Ils renouent par ailleurs avec le post-rock avant l'heure de Soundtracks for the blind dans "Kirsten Supine", rare moment de plénitude dans l'album où la voix d'Annie Clark (St Vincent) apporte une douceur inattendue, comme une légère brise, qui vire ensuite en boucle infernale. Peut-être mon morceau préféré de l'album, au final.
Dans l'ensemble la tension ne quitte jamais le décor et leur approche demeure viscérale, en témoigne le paradoxalement étouffant "Oxygen" et son riff qui démange et cherche l'agacement de son auditeur (en écho à celui, déjà insistant, de "She Loves Us"), tandis que la batterie devient incontrôlable. Je crois que c'est l'un des morceaux les plus fous composés par les Swans à ce jour.

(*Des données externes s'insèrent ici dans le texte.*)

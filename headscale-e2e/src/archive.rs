//! In-memory tar archives for uploading files into a container
//!
//! The Docker upload endpoint only accepts a tar stream, so every injected
//! file is wrapped in a single-entry archive first. Each stage reports its own
//! error so a broken upload can be traced to header, payload or trailer.

use std::io::{self, Read, Write};

use tar::{Builder, EntryType, Header};
use thiserror::Error;

/// Size of one tar block
const BLOCK_SIZE: usize = 512;

/// Permission bits for injected files
const DEFAULT_MODE: u32 = 0o644;

/// Errors raised while building an archive
#[derive(Error, Debug)]
pub enum ArchiveError {
    #[error("invalid archive entry name {0:?}")]
    InvalidName(String),

    #[error("failed write file header to tar: {0}")]
    Header(#[source] io::Error),

    #[error("failed to copy file to tar: {0}")]
    Payload(#[source] io::Error),

    #[error("failed to close tar: {0}")]
    Finish(#[source] io::Error),
}

/// Reader handed to `tar::Builder` that records whether the payload was
/// touched. The builder writes every header block before its first read.
struct PayloadReader<R> {
    inner: io::Take<R>,
    started: bool,
    copied: u64,
}

impl<R: Read> Read for PayloadReader<R> {
    fn read(&mut self, buf: &mut [u8]) -> io::Result<usize> {
        self.started = true;
        let n = self.inner.read(buf)?;
        self.copied += n as u64;
        Ok(n)
    }
}

/// Streaming writer for a tar archive holding regular files.
///
/// Ownership, permission bits and timestamps are fixed defaults; only the
/// entry name and exact length are taken from the caller. Names longer than
/// the 100 byte header field get a GNU long-name entry.
pub struct ArchiveBuilder<W: Write> {
    inner: Builder<W>,
}

impl<W: Write> ArchiveBuilder<W> {
    pub fn new(inner: W) -> Self {
        Self {
            inner: Builder::new(inner),
        }
    }

    /// Append `name` holding exactly `size` bytes read from `payload`.
    pub fn append_file<R: Read>(
        &mut self,
        name: &str,
        size: u64,
        payload: R,
    ) -> Result<(), ArchiveError> {
        validate_entry_name(name)?;

        let mut header = Header::new_gnu();
        header.set_entry_type(EntryType::Regular);
        header.set_size(size);
        header.set_mode(DEFAULT_MODE);
        header.set_uid(0);
        header.set_gid(0);
        header.set_mtime(0);

        let mut reader = PayloadReader {
            inner: payload.take(size),
            started: false,
            copied: 0,
        };
        match self.inner.append_data(&mut header, name, &mut reader) {
            Ok(()) if reader.copied == size => Ok(()),
            Ok(()) => Err(ArchiveError::Payload(io::Error::new(
                io::ErrorKind::UnexpectedEof,
                format!("payload ended after {} of {} bytes", reader.copied, size),
            ))),
            Err(e) if reader.started => Err(ArchiveError::Payload(e)),
            Err(e) => Err(ArchiveError::Header(e)),
        }
    }

    /// Append the end-of-archive marker and hand back the writer.
    pub fn finish(self) -> Result<W, ArchiveError> {
        let mut inner = self.inner.into_inner().map_err(ArchiveError::Finish)?;
        inner.flush().map_err(ArchiveError::Finish)?;
        Ok(inner)
    }
}

/// Build a complete archive containing one file called `name`.
pub fn single_file_archive(name: &str, payload: &[u8]) -> Result<Vec<u8>, ArchiveError> {
    let mut builder = ArchiveBuilder::new(Vec::with_capacity(payload.len() + BLOCK_SIZE * 6));
    builder.append_file(name, payload.len() as u64, payload)?;
    builder.finish()
}

/// Entry names are bare file names; the upload destination supplies the directory.
fn validate_entry_name(name: &str) -> Result<(), ArchiveError> {
    if name.is_empty() || name == "." || name == ".." || name.contains('/') || name.contains('\0') {
        return Err(ArchiveError::InvalidName(name.to_string()));
    }
    Ok(())
}
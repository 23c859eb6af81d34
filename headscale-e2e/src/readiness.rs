//! Polling the health endpoint until the server answers
//!
//! A probe ends one of three ways: the connection fails (nothing listening
//! yet), the server answers with a non-200 status (listening, not healthy),
//! or it answers 200. Both failures are retried under a [`RetryPolicy`]; when
//! the budget runs out the error reports which of the two was seen last.

use std::time::Duration;

use reqwest::StatusCode;
use thiserror::Error;
use tokio::time::{sleep, Instant};
use tracing::{debug, info};

/// Path of the health endpoint served by headscale
pub const HEALTH_PATH: &str = "/health";

/// Errors from waiting on the health endpoint
#[derive(Error, Debug)]
pub enum ReadinessError {
    #[error("failed to build health check client: {0}")]
    Client(#[source] reqwest::Error),

    #[error("headscale is not ready: {url} unreachable after {attempts} attempts: {source}")]
    Unreachable {
        url: String,
        attempts: u32,
        #[source]
        source: reqwest::Error,
    },

    #[error("headscale status code not ok: {url} returned {status} after {attempts} attempts")]
    NotReady {
        url: String,
        attempts: u32,
        status: u16,
    },
}

impl ReadinessError {
    /// Number of probes issued before giving up.
    pub fn attempts(&self) -> u32 {
        match self {
            ReadinessError::Client(_) => 0,
            ReadinessError::Unreachable { attempts, .. }
            | ReadinessError::NotReady { attempts, .. } => *attempts,
        }
    }
}

/// Outcome of a single failed probe
#[derive(Debug)]
pub enum ProbeFailure {
    /// Connection refused, reset or timed out
    Transport(reqwest::Error),
    /// The server answered with something other than 200
    Status(StatusCode),
}

impl ProbeFailure {
    fn into_error(self, url: &str, attempts: u32) -> ReadinessError {
        match self {
            ProbeFailure::Transport(source) => ReadinessError::Unreachable {
                url: url.to_string(),
                attempts,
                source,
            },
            ProbeFailure::Status(status) => ReadinessError::NotReady {
                url: url.to_string(),
                attempts,
                status: status.as_u16(),
            },
        }
    }
}

/// Exponential backoff budget for readiness polling
#[derive(Debug, Clone)]
pub struct RetryPolicy {
    /// Delay after the first failed probe
    pub initial_interval: Duration,
    /// Growth factor applied to the delay after each failure
    pub multiplier: f64,
    /// Upper bound for a single delay
    pub max_interval: Duration,
    /// Total time budget; no new probe starts past it
    pub max_elapsed: Duration,
    /// Optional cap on the number of probes
    pub max_attempts: Option<u32>,
    /// Timeout of one HTTP request
    pub probe_timeout: Duration,
}

impl Default for RetryPolicy {
    fn default() -> Self {
        Self {
            initial_interval: Duration::from_millis(500),
            multiplier: 1.5,
            max_interval: Duration::from_secs(5),
            max_elapsed: Duration::from_secs(60),
            max_attempts: None,
            probe_timeout: Duration::from_secs(5),
        }
    }
}

impl RetryPolicy {
    /// A policy bounded only by the number of probes, with a fixed delay.
    pub fn attempts(max_attempts: u32, interval: Duration) -> Self {
        Self {
            initial_interval: interval,
            multiplier: 1.0,
            max_interval: interval,
            max_elapsed: Duration::MAX,
            max_attempts: Some(max_attempts),
            ..Self::default()
        }
    }

    /// Delay following `current`.
    pub fn next_interval(&self, current: Duration) -> Duration {
        current.mul_f64(self.multiplier.max(1.0)).min(self.max_interval)
    }

    /// Successive delays between probes, ignoring the budget.
    pub fn intervals(&self) -> impl Iterator<Item = Duration> + '_ {
        std::iter::successors(Some(self.initial_interval.min(self.max_interval)), |d| {
            Some(self.next_interval(*d))
        })
    }

    /// Whether another probe may start after `attempts` probes, `elapsed`
    /// time so far and a pending `delay`.
    pub fn allows_another(&self, attempts: u32, elapsed: Duration, delay: Duration) -> bool {
        if self.max_attempts.is_some_and(|max| attempts >= max) {
            return false;
        }
        elapsed.saturating_add(delay) <= self.max_elapsed
    }
}

/// Issues health probes until the server is ready
pub struct ReadinessPoller {
    client: reqwest::Client,
    policy: RetryPolicy,
}

impl ReadinessPoller {
    pub fn new(policy: RetryPolicy) -> Result<Self, ReadinessError> {
        let client = reqwest::Client::builder()
            .timeout(policy.probe_timeout)
            .no_proxy()
            .build()
            .map_err(ReadinessError::Client)?;
        Ok(Self { client, policy })
    }

    pub fn policy(&self) -> &RetryPolicy {
        &self.policy
    }

    /// Issue one GET against `url`.
    pub async fn probe(&self, url: &str) -> Result<(), ProbeFailure> {
        let response = self
            .client
            .get(url)
            .send()
            .await
            .map_err(ProbeFailure::Transport)?;

        if response.status() != StatusCode::OK {
            return Err(ProbeFailure::Status(response.status()));
        }
        Ok(())
    }

    /// Probe `url` until it answers 200 or the retry budget is spent.
    pub async fn wait_ready(&self, url: &str) -> Result<(), ReadinessError> {
        info!("waiting for headscale to be ready at {}", url);

        let start = Instant::now();
        let mut delays = self.policy.intervals();
        let mut attempts = 0u32;

        loop {
            attempts += 1;
            let failure = match self.probe(url).await {
                Ok(()) => {
                    info!(url, attempts, elapsed = ?start.elapsed(), "headscale is ready");
                    return Ok(());
                }
                Err(failure) => failure,
            };

            let delay = delays.next().unwrap_or(self.policy.max_interval);
            if !self.policy.allows_another(attempts, start.elapsed(), delay) {
                return Err(failure.into_error(url, attempts));
            }

            match &failure {
                ProbeFailure::Transport(e) => debug!(url, attempts, "health probe failed: {}", e),
                ProbeFailure::Status(status) => {
                    debug!(url, attempts, status = status.as_u16(), "health probe not ok")
                }
            }
            sleep(delay).await;
        }
    }
}

/// Convenience wrapper building a one-off [`ReadinessPoller`].
pub async fn wait_ready(url: &str, policy: RetryPolicy) -> Result<(), ReadinessError> {
    ReadinessPoller::new(policy)?.wait_ready(url).await
}

#[cfg(test)]
mod tests;
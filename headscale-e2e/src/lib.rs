//! Harness for running headscale inside throwaway containers
//!
//! A test creates a network, then one or more [`HeadscaleInContainer`]s on it:
//!
//! ```no_run
//! use std::sync::Arc;
//! use headscale_e2e::{DockerRuntime, ContainerRuntime, HeadscaleInContainer, InstanceOptions};
//!
//! # async fn run() -> Result<(), Box<dyn std::error::Error>> {
//! let runtime: Arc<dyn ContainerRuntime> = Arc::new(DockerRuntime::connect()?);
//! let network = runtime.create_network("headscale-test").await?;
//!
//! let headscale = HeadscaleInContainer::create(runtime.clone(), &network, InstanceOptions::from_env()?).await?;
//! headscale.wait_for_ready().await?;
//! headscale.create_namespace("user1").await?;
//! let key = headscale.create_auth_key("user1").await?;
//! assert!(key.reusable);
//!
//! headscale.shutdown().await?;
//! runtime.remove_network(&network).await?;
//! # Ok(())
//! # }
//! ```

pub mod admin;
pub mod archive;
pub mod config;
pub mod duration;
pub mod error;
pub mod exec;
pub mod hostname;
pub mod inject;
pub mod instance;
pub mod logging;
pub mod options;
pub mod policy;
pub mod readiness;
pub mod runtime;

pub use admin::{AuthKeyOptions, Namespace, Node, PreAuthKey};
pub use archive::{ArchiveError, single_file_archive};
pub use config::ServerConfig;
pub use error::{HarnessError, HarnessResult};
pub use exec::{CommandOutput, CommandRunner, ExecError};
pub use inject::{FileInjector, InjectError};
pub use instance::HeadscaleInContainer;
pub use options::{InstanceOptions, LaunchPlan};
pub use policy::{AclPolicy, AclRule};
pub use readiness::{ReadinessError, ReadinessPoller, RetryPolicy};
pub use runtime::docker::DockerRuntime;
pub use runtime::{
    BuildSpec, ContainerInfo, ContainerRuntime, ContainerSpec, ExecOutput, NetworkRef,
    RestartPolicy, RuntimeError,
};
//! Readiness polling against a local health responder

use std::time::Duration;

use axum::http::StatusCode;
use headscale_e2e::readiness::wait_ready;
use headscale_e2e::{ReadinessError, RetryPolicy};
use headscale_tests::{HealthResponder, unused_port};

fn quick(max_attempts: u32) -> RetryPolicy {
    RetryPolicy {
        probe_timeout: Duration::from_secs(2),
        ..RetryPolicy::attempts(max_attempts, Duration::from_millis(10))
    }
}

#[tokio::test]
async fn test_ready_immediately() {
    let responder = HealthResponder::start(0).await.unwrap();

    wait_ready(&responder.url(), quick(1)).await.unwrap();
    assert_eq!(responder.hits(), 1);
}

#[tokio::test]
async fn test_failures_within_budget_succeed() {
    let responder = HealthResponder::start(3).await.unwrap();

    wait_ready(&responder.url(), quick(5)).await.unwrap();
    assert_eq!(responder.hits(), 4);
}

#[tokio::test]
async fn test_failures_beyond_budget_report_not_ready() {
    let responder = HealthResponder::start(10).await.unwrap();

    let err = wait_ready(&responder.url(), quick(3)).await.unwrap_err();
    match err {
        ReadinessError::NotReady {
            attempts, status, ..
        } => {
            assert_eq!(attempts, 3);
            assert_eq!(status, 503);
        }
        other => panic!("expected NotReady, got {:?}", other),
    }
    assert_eq!(responder.hits(), 3);
}

#[tokio::test]
async fn test_only_200_counts_as_ready() {
    let responder = HealthResponder::start_with_status(1, StatusCode::NO_CONTENT)
        .await
        .unwrap();

    let err = wait_ready(&responder.url(), quick(1)).await.unwrap_err();
    assert!(matches!(err, ReadinessError::NotReady { status: 204, .. }), "{:?}", err);
}

#[tokio::test]
async fn test_nothing_listening_reports_unreachable() {
    let port = unused_port().await.unwrap();
    let url = format!("http://127.0.0.1:{}/health", port);

    let err = wait_ready(&url, quick(2)).await.unwrap_err();
    assert!(matches!(err, ReadinessError::Unreachable { attempts: 2, .. }), "{:?}", err);
    assert!(err.to_string().contains("not ready"), "{}", err);
}

#[tokio::test]
async fn test_time_budget_stops_polling() {
    let responder = HealthResponder::start(u32::MAX).await.unwrap();
    let policy = RetryPolicy {
        initial_interval: Duration::from_millis(50),
        max_interval: Duration::from_millis(50),
        max_elapsed: Duration::from_millis(300),
        ..RetryPolicy::default()
    };

    let started = std::time::Instant::now();
    let err = wait_ready(&responder.url(), policy).await.unwrap_err();
    assert!(matches!(err, ReadinessError::NotReady { .. }));
    assert!(started.elapsed() < Duration::from_secs(5));
    assert!(err.attempts() >= 2);
}
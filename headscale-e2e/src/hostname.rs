//! Container hostnames: a fixed prefix plus a random DNS-safe suffix

use rand::Rng;

/// Prefix of every generated hostname
pub const HOSTNAME_PREFIX: &str = "hs";

/// Length of the random suffix
pub const HOSTNAME_HASH_LENGTH: usize = 10;

const DNS_SAFE_CHARSET: &[u8] = b"abcdefghijklmnopqrstuvwxyz0123456789";

/// Random lowercase alphanumeric string, usable in DNS labels and container names.
///
/// Collision avoidance only; not suitable for secrets.
pub fn random_dns_safe(len: usize) -> String {
    let mut rng = rand::thread_rng();
    (0..len)
        .map(|_| DNS_SAFE_CHARSET[rng.gen_range(0..DNS_SAFE_CHARSET.len())] as char)
        .collect()
}

/// A fresh hostname such as `hs-k3j9x0q2ab`.
pub fn generate_hostname() -> String {
    format!("{}-{}", HOSTNAME_PREFIX, random_dns_safe(HOSTNAME_HASH_LENGTH))
}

Leur musique est et demeure une expérience jusqu'auboutiste, persistante, insinueuse. Gira martèle, martèle, martèle, martèle jusqu'à l'épuisement, jusqu'à ce que la musique perde totalement sens et s'accomplisse entièrement à la fois. On ne sait plus. Ce sont des éclats inattendus qui s'installent tranquillement et montent en puissance. "To Be Kind", par exemple, termine de cette façon et c'est peut-être à ça qu'on reconnaît le mieux la patte Gira : c'est une musique qui frappe, inlassablement, avec force et fureur, et même quand il n'y a plus d'énergie et que la chanson devrait se terminer, ça continue, jusqu'à nous laisser complètement vide.
C'est presque une performance physique à ce stade. Le live n'est jamais loin et on sent que chacun des titres est né d'un live, sans être de l'impro totale, mais le morceau "vit et bat".
"Bring the sun" c'est tout à fait ça. Et d'un certain côté, c'est presque ce que je reprocherai à Michael Gira sur cet album : quand on a saisi cet effet de martèlement, l'effet de surprise joue moins. To be kind n'en demeure pas moins un disque magistral et bluffant de maîtrise, moins impulsif mais plus cohérent que son prédécesseur ; tout aussi intense, mais différemment.